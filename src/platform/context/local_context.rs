use super::ProcessorContext;
use crate::platform::logger::DatasetLogger;
use std::sync::atomic::{AtomicBool, Ordering};
use std::sync::{Arc, Mutex};

/// Context for local (CLI) runs
///
/// The interruption flag is shared so a signal handler can set it while the
/// processor runs on another thread. Progress never moves backwards.
pub struct LocalContext {
    interrupted: Arc<AtomicBool>,
    logger: DatasetLogger,
    progress: Mutex<f64>,
    status: Mutex<String>,
}

impl LocalContext {
    pub fn new(interrupted: Arc<AtomicBool>, logger: DatasetLogger) -> Self {
        LocalContext {
            interrupted,
            logger,
            progress: Mutex::new(0.0),
            status: Mutex::new(String::new()),
        }
    }

    /// Context with a fresh interruption flag and no log file
    pub fn detached() -> Self {
        Self::new(
            Arc::new(AtomicBool::new(false)),
            DatasetLogger::tracing_only(),
        )
    }

    /// Handle to the interruption flag
    pub fn interrupt_handle(&self) -> Arc<AtomicBool> {
        self.interrupted.clone()
    }

    /// Last reported progress fraction
    pub fn progress(&self) -> f64 {
        *self.progress.lock().unwrap_or_else(|e| e.into_inner())
    }

    /// Last reported status line
    pub fn status(&self) -> String {
        self.status
            .lock()
            .unwrap_or_else(|e| e.into_inner())
            .clone()
    }
}

impl ProcessorContext for LocalContext {
    fn update_status(&self, message: &str, is_final: bool) {
        if is_final {
            tracing::info!("{} (final)", message);
        } else {
            tracing::info!("{}", message);
        }
        *self.status.lock().unwrap_or_else(|e| e.into_inner()) = message.to_string();
    }

    fn update_progress(&self, fraction: f64) {
        let mut progress = self.progress.lock().unwrap_or_else(|e| e.into_inner());
        let fraction = fraction.clamp(0.0, 1.0);
        if fraction > *progress {
            *progress = fraction;
            tracing::debug!("Progress: {:.1}%", fraction * 100.0);
        }
    }

    fn log(&self, message: &str) {
        self.logger.log(message);
    }

    fn is_interrupted(&self) -> bool {
        self.interrupted.load(Ordering::Relaxed)
    }
}
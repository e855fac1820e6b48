//! Processor configuration from user parameters
//!
//! Configuration is loaded from processor options (defined in operator.json).
//! All default values come from operator.json - no hardcoded fallbacks in this code.

use crate::platform::operator_properties::OperatorPropertyReader;
use crate::platform::properties::ParameterSet;
use std::path::PathBuf;

/// Time bucket the neologism preset tokenises per
#[derive(Debug, Clone, Copy, PartialEq, Eq, Default)]
pub enum Timeframe {
    All,
    Year,
    #[default]
    Month,
    Week,
    Day,
}

impl Timeframe {
    /// Parse from string value
    ///
    /// Validation happens in OperatorPropertyReader.get_enum()
    pub fn parse(s: &str) -> Self {
        match s.to_lowercase().as_str() {
            "all" => Self::All,
            "year" => Self::Year,
            "week" => Self::Week,
            "day" => Self::Day,
            _ => Self::Month, // "month" or any other value
        }
    }

    pub fn as_str(&self) -> &'static str {
        match self {
            Self::All => "all",
            Self::Year => "year",
            Self::Month => "month",
            Self::Week => "week",
            Self::Day => "day",
        }
    }
}

/// Options of the isometric graph renderer
#[derive(Debug, Clone, PartialEq)]
pub struct IsovizConfig {
    /// Join data points with Bézier curves instead of straight lines
    pub smooth: bool,

    /// Scale each graph to its own peak (true) or all graphs to the global peak (false)
    pub normalise: bool,

    /// Angle between the interval axis and the item axis, in degrees
    /// Lower values make the plane look flatter
    pub plane_angle: f64,

    /// Categorical palette used for the graph fills
    pub palette: String,
}

impl IsovizConfig {
    pub fn from_properties(params: &ParameterSet) -> Self {
        let props = OperatorPropertyReader::new(params);

        Self {
            smooth: props.get_bool("smooth"),
            normalise: props.get_bool("normalise"),
            plane_angle: props.get_f64_in_range("plane.angle", 30.0, 170.0),
            palette: props.get_string("palette"),
        }
    }
}

impl Default for IsovizConfig {
    fn default() -> Self {
        Self::from_properties(&ParameterSet::new())
    }
}

/// Options of the audio extractor
#[derive(Debug, Clone, PartialEq)]
pub struct AudioExtractorConfig {
    /// ffmpeg executable (bare names are looked up on PATH)
    pub ffmpeg_path: PathBuf,

    /// Sample rate of the extracted WAV files in Hz
    pub sample_rate: u32,
}

impl AudioExtractorConfig {
    pub fn from_properties(params: &ParameterSet) -> Self {
        let props = OperatorPropertyReader::new(params);

        Self {
            ffmpeg_path: PathBuf::from(props.get_string("ffmpeg.path")),
            sample_rate: props.get_f64_in_range("audio.sample.rate", 8000.0, 192000.0) as u32,
        }
    }
}

impl Default for AudioExtractorConfig {
    fn default() -> Self {
        Self::from_properties(&ParameterSet::new())
    }
}

/// Options of the Finnish neologism preset
#[derive(Debug, Clone, PartialEq)]
pub struct NeologismPresetConfig {
    pub timeframe: Timeframe,

    /// Columns to tokenise; empty means "let the tokeniser decide"
    pub columns: Vec<String>,
}

impl NeologismPresetConfig {
    pub fn from_properties(params: &ParameterSet) -> Self {
        let props = OperatorPropertyReader::new(params);

        Self {
            timeframe: Timeframe::parse(&props.get_enum("timeframe")),
            columns: props.get_list("columns"),
        }
    }
}

impl Default for NeologismPresetConfig {
    fn default() -> Self {
        Self::from_properties(&ParameterSet::new())
    }
}

#[cfg(test)]
mod tests {
    use super::*;

    #[test]
    fn test_isoviz_defaults() {
        let config = IsovizConfig::default();
        assert!(config.smooth);
        assert!(config.normalise);
        assert_eq!(config.plane_angle, 120.0);
        assert_eq!(config.palette, "Isoviz");
    }

    #[test]
    fn test_isoviz_user_values() {
        let params =
            ParameterSet::from_pairs(&["smooth=false", "normalise=false", "plane.angle=90"])
                .unwrap();
        let config = IsovizConfig::from_properties(&params);
        assert!(!config.smooth);
        assert!(!config.normalise);
        assert_eq!(config.plane_angle, 90.0);
    }

    #[test]
    fn test_audio_defaults() {
        let config = AudioExtractorConfig::default();
        assert_eq!(config.ffmpeg_path, PathBuf::from("ffmpeg"));
        assert_eq!(config.sample_rate, 16000);
    }

    #[test]
    fn test_preset_config() {
        let config = NeologismPresetConfig::default();
        assert_eq!(config.timeframe, Timeframe::Month);
        assert!(config.columns.is_empty());

        let params = ParameterSet::from_pairs(&["timeframe=day", "columns=body,subject"]).unwrap();
        let config = NeologismPresetConfig::from_properties(&params);
        assert_eq!(config.timeframe, Timeframe::Day);
        assert_eq!(config.columns, vec!["body", "subject"]);
    }

    #[test]
    fn test_timeframe_parse() {
        assert_eq!(Timeframe::parse("ALL"), Timeframe::All);
        assert_eq!(Timeframe::parse("week"), Timeframe::Week);
        assert_eq!(Timeframe::parse("whatever"), Timeframe::Month);
        assert_eq!(Timeframe::Year.as_str(), "year");
    }
}
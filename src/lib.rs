#![forbid(unsafe_code)]
#![deny(clippy::all, clippy::pedantic, clippy::nursery)]
#![allow(clippy::module_name_repetitions, clippy::missing_errors_doc)]

//! Holder Lottery - verifiable token-holder draw tooling
//!
//! This crate wires the deterministic engine (`lottery_engine`) to its
//! collaborators: ledger RPC, seed feed files, the public exclusion list,
//! audit record persistence and the command-line surface.

// Fixed public choices:
// - Seed: blockhash of the finalized block at the announced slot
// - Hash: SHA-256 over the seed's UTF-8 bytes
// - Ordering: entrants by address, raw byte order
// - Audit record: JSON, `metadata` / `winner` / `all_entrants`

pub mod audit_file;
pub mod config;
pub mod display;
pub mod errors;
pub mod exclusions;
pub mod pipeline;
pub mod predict;
pub mod rpc;
pub mod seed_feed;

pub use config::{LotteryParams, Settings};
pub use errors::{CliError, RpcError, SeedFeedError};
pub use lottery_engine::{
    aggregate, build_ranges, decode_account, filter_eligible, resolve_winner, run_draw,
    select_ticket, verify_audit, AuditContext, AuditRecord, DrawError, DrawOutcome, Entrant,
    MismatchField, OwnerBalances, TicketDraw, TicketRange, VerificationReport, VerifyError, U256,
};
pub use pipeline::{execute_draw, DrawInputs, DrawResult};

pub const VERSION: &str = env!("CARGO_PKG_VERSION");
//! End-to-end harness for the holder lottery.
//!
//! Builds synthetic token-account blobs and scratch files so the draw can be
//! exercised from snapshot to on-disk audit record without a ledger node.

#![forbid(unsafe_code)]

use std::path::PathBuf;

use lottery_primitives::constants::{ACCOUNT_AMOUNT, ACCOUNT_MINT, ACCOUNT_OWNER, CLASSIC_ACCOUNT_LEN};
use lottery_primitives::encode_address;

/// Mint used by every synthetic account.
pub const MINT_BYTE: u8 = 0xEE;

/// Classic-layout token account for the owner `[owner; 32]`.
#[must_use]
pub fn account_blob(owner: u8, amount: u64) -> Vec<u8> {
    let mut data = vec![0u8; CLASSIC_ACCOUNT_LEN];
    data[ACCOUNT_MINT].fill(MINT_BYTE);
    data[ACCOUNT_OWNER].fill(owner);
    data[ACCOUNT_AMOUNT].copy_from_slice(&amount.to_le_bytes());
    data
}

/// Base-58 address of the owner `[owner; 32]`.
#[must_use]
pub fn holder(owner: u8) -> String {
    encode_address(&[owner; 32])
}

/// Fresh per-test directory under the system temp dir.
///
/// Panics if the directory cannot be cleared or created.
#[must_use]
pub fn scratch_dir(test: &str) -> PathBuf {
    let dir = std::env::temp_dir().join(format!("holder-lottery-e2e-{}-{test}", std::process::id()));
    if dir.exists() {
        std::fs::remove_dir_all(&dir).expect("clear scratch dir");
    }
    std::fs::create_dir_all(&dir).expect("create scratch dir");
    dir
}
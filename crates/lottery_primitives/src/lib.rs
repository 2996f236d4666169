#![forbid(unsafe_code)]
#![deny(
    clippy::all,
    clippy::pedantic,
    clippy::nursery,
    clippy::cargo
)]
#![allow(
    clippy::module_name_repetitions,
    clippy::missing_errors_doc,
    clippy::missing_panics_doc
)]

//! Holder lottery primitives: hashing, address encoding, token account layout.
//
// Everything here is part of the public verification contract:
//
// - SHA-256 over the seed's UTF-8 bytes (no domain tag, no framing)
// - Base-58 (Bitcoin alphabet) for 32-byte ledger addresses
// - Little-endian fixed-width integer reads from account data

use sha2::{Digest, Sha256};
use thiserror::Error;

/// 32-byte hash (SHA-256 output).
pub type Hash256 = [u8; 32];

/// 32-byte raw public key of a ledger account.
pub type Pubkey32 = [u8; 32];

pub mod constants;

#[derive(Debug, Error, PartialEq, Eq)]
pub enum PrimitiveError {
    #[error("invalid base-58 address {address:?}: {reason}")]
    InvalidBase58 { address: String, reason: String },

    #[error("invalid address length: expected {expected} got {got}")]
    InvalidLength { expected: usize, got: usize },
}

/// Plain SHA-256 of `data`.
#[must_use]
pub fn sha256(data: &[u8]) -> Hash256 {
    let digest = Sha256::digest(data);
    let mut out = [0u8; 32];
    out.copy_from_slice(&digest);
    out
}

/// Read a `u64` from the first 8 bytes of a little-endian byte slice.
///
/// Missing trailing bytes read as zero.
#[must_use]
pub fn u64_from_le(b: &[u8]) -> u64 {
    let mut x: u64 = 0;
    let mut i = 0usize;
    while i < 8 && i < b.len() {
        x |= u64::from(b[i]) << (8 * i as u64);
        i += 1;
    }
    x
}

/// Encode raw key bytes as a base-58 address string.
#[must_use]
pub fn encode_address(key: &[u8]) -> String {
    bs58::encode(key).into_string()
}

/// Decode a base-58 address string into its 32 raw key bytes.
pub fn decode_address(address: &str) -> Result<Pubkey32, PrimitiveError> {
    let bytes = bs58::decode(address)
        .into_vec()
        .map_err(|e| PrimitiveError::InvalidBase58 {
            address: address.to_owned(),
            reason: e.to_string(),
        })?;
    if bytes.len() != 32 {
        return Err(PrimitiveError::InvalidLength { expected: 32, got: bytes.len() });
    }
    let mut out = [0u8; 32];
    out.copy_from_slice(&bytes);
    Ok(out)
}

/// True when `address` decodes to exactly 32 bytes.
#[must_use]
pub fn is_valid_address(address: &str) -> bool {
    decode_address(address).is_ok()
}

#[cfg(test)]
mod tests {
    use super::*;

    #[test]
    fn u64_from_le_short_input_zero_extends() {
        assert_eq!(u64_from_le(&[0x01, 0x02]), 0x0201);
        assert_eq!(u64_from_le(&[]), 0);
        assert_eq!(u64_from_le(&[0xFF; 12]), u64::MAX);
    }

    #[test]
    fn address_roundtrip_preserves_leading_zeros() {
        let mut key = [7u8; 32];
        key[0] = 0;
        key[1] = 0;
        let addr = encode_address(&key);
        assert!(addr.starts_with("11"));
        assert_eq!(decode_address(&addr), Ok(key));
    }

    #[test]
    fn decode_rejects_wrong_length_and_alphabet() {
        assert_eq!(
            decode_address("abc"),
            Err(PrimitiveError::InvalidLength { expected: 32, got: 3 })
        );
        // '0', 'O', 'I' and 'l' are not in the alphabet
        assert!(matches!(
            decode_address("0OIl"),
            Err(PrimitiveError::InvalidBase58 { .. })
        ));
    }
}
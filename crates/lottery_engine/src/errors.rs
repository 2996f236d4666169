use core::fmt;
use thiserror::Error;

#[derive(Debug, Error, Clone, PartialEq, Eq)]
pub enum DrawError {
    #[error("no eligible entrants: check mint, exclusions and minimum balance")]
    NoEligibleEntrants,

    #[error("total ticket count is zero")]
    ZeroTotalTickets,

    #[error("ticket {ticket} is not inside any range (ranges cover [0, {total}))")]
    TicketOutOfRange { ticket: u128, total: u128 },

    #[error("ticket range overflow at entrant {index}")]
    TicketOverflow { index: usize },
}

/// Audit record field compared by a verification checkpoint.
#[derive(Debug, Clone, Copy, PartialEq, Eq)]
pub enum MismatchField {
    TotalTickets,
    WinningTicket,
    Winner,
    SeedHash,
    SeedInt,
    /// Entrant at `index` is not strictly after its predecessor.
    EntrantOrder { index: usize },
    EntrantRange { index: usize },
}

impl fmt::Display for MismatchField {
    fn fmt(&self, f: &mut fmt::Formatter<'_>) -> fmt::Result {
        match self {
            Self::TotalTickets => f.write_str("metadata.total_supply"),
            Self::WinningTicket => f.write_str("metadata.winning_ticket"),
            Self::Winner => f.write_str("winner.address"),
            Self::SeedHash => f.write_str("metadata.seed_hash_hex"),
            Self::SeedInt => f.write_str("metadata.seed_int"),
            Self::EntrantOrder { index } => write!(f, "all_entrants[{index}].address"),
            Self::EntrantRange { index } => write!(f, "all_entrants[{index}]"),
        }
    }
}

#[derive(Debug, Error, Clone, PartialEq, Eq)]
pub enum VerifyError {
    #[error("{field} mismatch: audit={expected} recomputed={actual}")]
    Mismatch {
        field: MismatchField,
        expected: String,
        actual: String,
    },

    #[error(transparent)]
    Draw(#[from] DrawError),
}

impl VerifyError {
    /// Field of the failed checkpoint, if this is a mismatch.
    #[must_use]
    pub const fn field(&self) -> Option<MismatchField> {
        match self {
            Self::Mismatch { field, .. } => Some(*field),
            Self::Draw(_) => None,
        }
    }
}

#[derive(Debug, Error)]
pub enum AuditCodecError {
    #[error("malformed audit record: {0}")]
    Json(#[from] serde_json::Error),
}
☆ ☆ ☆ ☆
Every line holding the word "Ordering" should be copied out of the material.

* Task response:
use std::sync::atomic::{AtomicBool, Ordering};
        self.interrupted.load(Ordering::Relaxed)
// - Ordering: entrants by address, raw byte order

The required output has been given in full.